* **PROBLEM REQUIREMENTS**:
The entries below should be transcribed exactly, every one of them.

* **TASK MATERIAL**:

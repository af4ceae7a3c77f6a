// © 2022-2024 Jacob Riddle (ElementalAlchemist)
//
// This Source Code Form is subject to the terms of the Mozilla Public
// License, v. 2.0. If a copy of the MPL was not distributed with this
// file, You can obtain one at https://mozilla.org/MPL/2.0/.

use napps_register_shared::messages::form::{FormControl, FormData};
use wasm_bindgen::JsCast;
use web_sys::{Element, HtmlFormElement, HtmlInputElement, HtmlSelectElement, HtmlTextAreaElement};

/// Reads the current values of all of a form's controls.
pub fn serialize_form(form: &HtmlFormElement) -> FormData {
	let elements = form.elements();
	let controls = (0..elements.length())
		.filter_map(|index| elements.item(index))
		.filter_map(|element| form_control(&element));
	FormData::from_controls(controls)
}

fn form_control(element: &Element) -> Option<FormControl> {
	// Also matches controls inside a disabled fieldset
	let disabled = element.matches(":disabled").unwrap_or(false);
	if let Some(input) = element.dyn_ref::<HtmlInputElement>() {
		return Some(FormControl {
			name: input.name(),
			value: Some(input.value()),
			input_type: input.type_(),
			checked: input.checked(),
			disabled,
		});
	}
	if let Some(select) = element.dyn_ref::<HtmlSelectElement>() {
		return Some(FormControl {
			name: select.name(),
			value: Some(select.value()),
			input_type: select.type_(),
			checked: false,
			disabled,
		});
	}
	if let Some(text_area) = element.dyn_ref::<HtmlTextAreaElement>() {
		return Some(FormControl {
			name: text_area.name(),
			value: Some(text_area.value()),
			input_type: text_area.type_(),
			checked: false,
			disabled,
		});
	}
	None
}

#[cfg(all(test, target_arch = "wasm32"))]
mod tests {
	use super::*;
	use wasm_bindgen_test::*;

	wasm_bindgen_test_configure!(run_in_browser);

	fn build_form(inner_html: &str) -> HtmlFormElement {
		let document = web_sys::window().unwrap().document().unwrap();
		let form: HtmlFormElement = document.create_element("form").unwrap().unchecked_into();
		form.set_inner_html(inner_html);
		form
	}

	#[wasm_bindgen_test]
	fn serializes_named_inputs() {
		let form = build_form(
			r#"<input name="username" value="kytos">
			<input name="phone" value="">
			<input value="unnamed">
			<textarea name="bio">hello</textarea>
			<input type="submit" name="go" value="Register">
			<input type="reset" value="Clear">"#,
		);

		let form_data = serialize_form(&form);
		assert_eq!(form_data.len(), 3);
		assert_eq!(form_data.get("username"), Some("kytos"));
		assert_eq!(form_data.get("phone"), Some(""));
		assert_eq!(form_data.get("bio"), Some("hello"));
	}

	#[wasm_bindgen_test]
	fn skips_controls_in_disabled_fieldset() {
		let form = build_form(
			r#"<fieldset disabled><input name="city" value="Natal"></fieldset>
			<input name="country" value="BR">
			<input name="state" value="RN" disabled>"#,
		);

		let form_data = serialize_form(&form);
		assert_eq!(form_data.len(), 1);
		assert_eq!(form_data.get("country"), Some("BR"));
	}
}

* **RESULT BELOW**:
repository af4ceae7a3c77f6a
// © 2022-2024 Jacob Riddle (ElementalAlchemist)
//
// This Source Code Form is subject to the terms of the Mozilla Public
// License, v. 2.0. If a copy of the MPL was not distributed with this
// file, You can obtain one at https://mozilla.org/MPL/2.0/.

use napps_register_shared::messages::form::{FormControl, FormData};
use wasm_bindgen::JsCast;
use web_sys::{Element, HtmlFormElement, HtmlInputElement, HtmlSelectElement, HtmlTextAreaElement};

/// Reads the current values of all of a form's controls.
pub fn serialize_form(form: &HtmlFormElement) -> FormData {
	let elements = form.elements();
	let controls = (0..elements.length())
		.filter_map(|index| elements.item(index))
		.filter_map(|element| form_control(&element));
	FormData::from_controls(controls)
}

fn form_control(element: &Element) -> Option<FormControl> {
	// Also matches controls inside a disabled fieldset
	let disabled = element.matches(":disabled").unwrap_or(false);
	if let Some(input) = element.dyn_ref::<HtmlInputElement>() {
		return Some(FormControl {
			name: input.name(),
			value: Some(input.value()),
			input_type: input.type_(),
			checked: input.checked(),
			disabled,
		});
	}
	if let Some(select) = element.dyn_ref::<HtmlSelectElement>() {
		return Some(FormControl {
			name: select.name(),
			value: Some(select.value()),
			input_type: select.type_(),
			checked: false,
			disabled,
		});
	}
	if let Some(text_area) = element.dyn_ref::<HtmlTextAreaElement>() {
		return Some(FormControl {
			name: text_area.name(),
			value: Some(text_area.value()),
			input_type: text_area.type_(),
			checked: false,
			disabled,
		});
	}
	None
}

#[cfg(all(test, target_arch = "wasm32"))]
mod tests {
	use super::*;
	use wasm_bindgen_test::*;

	wasm_bindgen_test_configure!(run_in_browser);

	fn build_form(inner_html: &str) -> HtmlFormElement {
		let document = web_sys::window().unwrap().document().unwrap();
		let form: HtmlFormElement = document.create_element("form").unwrap().unchecked_into();
		form.set_inner_html(inner_html);
		form
	}

	#[wasm_bindgen_test]
	fn serializes_named_inputs() {
		let form = build_form(
			r#"<input name="username" value="kytos">
			<input name="phone" value="">
			<input value="unnamed">
			<textarea name="bio">hello</textarea>
			<input type="submit" name="go" value="Register">
			<input type="reset" value="Clear">"#,
		);

		let form_data = serialize_form(&form);
		assert_eq!(form_data.len(), 3);
		assert_eq!(form_data.get("username"), Some("kytos"));
		assert_eq!(form_data.get("phone"), Some(""));
		assert_eq!(form_data.get("bio"), Some("hello"));
	}

	#[wasm_bindgen_test]
	fn skips_controls_in_disabled_fieldset() {
		let form = build_form(
			r#"<fieldset disabled><input name="city" value="Natal"></fieldset>
			<input name="country" value="BR">
			<input name="state" value="RN" disabled>"#,
		);

		let form_data = serialize_form(&form);
		assert_eq!(form_data.len(), 1);
		assert_eq!(form_data.get("country"), Some("BR"));
	}
}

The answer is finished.